Other Acquisition Activity
During 2012 we also paid $22.3 million for the remaining noncontrolling interest subsidiary shares related
to a 2008 acquisition, which brought our ownership to 100%. This amount is included in financing activities in
the consolidated statement of cash flows for 2012.
During 2011, we paid $13 million of contingent purchase consideration under prior acquisitions. The
amount in 2011 represented an earn-out payment, of which approximately $10 million and $3 million are
recorded to financing activities and operating activities, respectively, in the consolidated and combined statement
of cash flows. All contingent consideration accrued and paid was calculated based on the financial performance
of the acquired entity to which it relates. We also purchased a subsidiary in China from Expedia for $37 million,
or $28 million net of acquired cash. This acquisition was accounted for as a common control transaction, with net
liabilities recorded at a carrying value of $4 million, including an additional $7 million of short term borrowings
from the Chinese Credit Facilities (refer to “Note 8—Debt” below for further information on the Chinese Credit
Facilities). No goodwill or other intangibles were recorded as a result of this acquisition and no contingent
payments are outstanding. The difference between the purchase price and the carrying value of the net liabilities
was recorded to additional paid in capital. The results of operations from this business are included in our
consolidated and combined financial statements from the transaction closing date.

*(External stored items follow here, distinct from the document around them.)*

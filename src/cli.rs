use clap::{Parser, Subcommand};
use fraglift_media::OutputMode;
use std::path::PathBuf;

#[derive(Parser)]
#[command(name = "fraglift")]
#[command(author, version, about = "Extract audio elementary streams from MP4 files")]
pub struct Cli {
    /// Path to config file
    #[arg(short, long, global = true)]
    pub config: Option<PathBuf>,

    /// Enable verbose logging
    #[arg(short, long, global = true)]
    pub verbose: bool,

    #[command(subcommand)]
    pub command: Commands,
}

#[derive(Subcommand)]
pub enum Commands {
    /// Extract one track as an elementary stream
    Extract {
        /// MP4 or fragmented MP4 file
        #[arg(required = true)]
        input: PathBuf,

        /// Output file (defaults to the input name with a codec extension)
        #[arg(short, long)]
        output: Option<PathBuf>,

        /// Select the track by ID instead of by handler
        #[arg(long, conflicts_with = "handler")]
        track_id: Option<u32>,

        /// Handler type of the track to extract, e.g. soun
        #[arg(long)]
        handler: Option<String>,

        /// Output framing: auto, adts or raw
        #[arg(short, long)]
        mode: Option<OutputMode>,
    },

    /// Print the box tree of a file
    Dump {
        /// File to dump
        #[arg(required = true)]
        input: PathBuf,

        /// Output as JSON
        #[arg(long)]
        json: bool,
    },

    /// List the tracks of a file
    Tracks {
        /// File to inspect
        #[arg(required = true)]
        input: PathBuf,

        /// Output as JSON
        #[arg(long)]
        json: bool,
    },

    /// Validate configuration file
    Validate {
        /// Config file to validate (uses default if not specified)
        config: Option<PathBuf>,
    },

    /// Display version information
    Version,
}
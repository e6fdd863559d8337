use fraglift_media::{AdtsHeader, OutputMode};
use serde::{Deserialize, Serialize};

#[derive(Debug, Clone, Default, Deserialize, Serialize)]
pub struct Config {
    #[serde(default)]
    pub extract: ExtractConfig,

    #[serde(default)]
    pub adts: AdtsConfig,
}

#[derive(Debug, Clone, Deserialize, Serialize)]
pub struct ExtractConfig {
    /// Handler type of the track extracted when no track ID is given
    #[serde(default = "default_handler")]
    pub handler: String,

    /// Output framing when the command line does not choose one
    #[serde(default)]
    pub mode: OutputMode,
}

impl Default for ExtractConfig {
    fn default() -> Self {
        Self {
            handler: default_handler(),
            mode: OutputMode::default(),
        }
    }
}

/// ADTS parameters used when a track declares none of its own.
#[derive(Debug, Clone, Copy, Deserialize, Serialize)]
pub struct AdtsConfig {
    /// Audio object type minus one (1 = AAC LC)
    #[serde(default = "default_profile")]
    pub profile: u8,

    /// Index into the ADTS sampling frequency table (4 = 44.1 kHz)
    #[serde(default = "default_sample_rate_index")]
    pub sample_rate_index: u8,

    #[serde(default = "default_channel_config")]
    pub channel_config: u8,
}

impl Default for AdtsConfig {
    fn default() -> Self {
        Self {
            profile: default_profile(),
            sample_rate_index: default_sample_rate_index(),
            channel_config: default_channel_config(),
        }
    }
}

impl AdtsConfig {
    pub fn to_header(&self) -> fraglift_media::Result<AdtsHeader> {
        AdtsHeader::new(self.profile, self.sample_rate_index, self.channel_config)
    }
}

fn default_handler() -> String {
    "soun".to_string()
}

fn default_profile() -> u8 {
    AdtsHeader::DEFAULT.profile
}

fn default_sample_rate_index() -> u8 {
    AdtsHeader::DEFAULT.sample_rate_index
}

fn default_channel_config() -> u8 {
    AdtsHeader::DEFAULT.channel_config
}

NOTE 4: STOCK BASED AWARDS AND OTHER EQUITY INSTRUMENTS
Stock-based Compensation Expense
The following table presents the amount of stock-based compensation related to stock-based awards,
primarily stock options and RSUs, on our consolidated and combined statements of operations during the periods
presented:
Year Ended December 31,
2013 2012 2011
(In thousands)
Selling and marketing ................................... $10,643 $ 4,622 $ 3,216
Technology and content .................................. 21,053 11,400 3,931
General and administrative ............................... 17,257 14,080 10,197
Total stock-based compensation ....................... 48,953 30,102 17,344
Income tax benefit from stock-based compensation ............ (18,014) (10,648) (6,504)
Total stock-based compensation, net of tax effect ......... $30,939 $ 19,454 $10,840
The year ended December 31, 2011 includes a one-time modification charge of $8.0 million related to the
Spin-Off, primarily due to the modification of vested stock options that remained unexercised at the date of the
Spin-Off, which the majority of was recorded to general and administrative expense. There were no material
modifications to stock based awards for the years ended December 31, 2013 or 2012, respectively.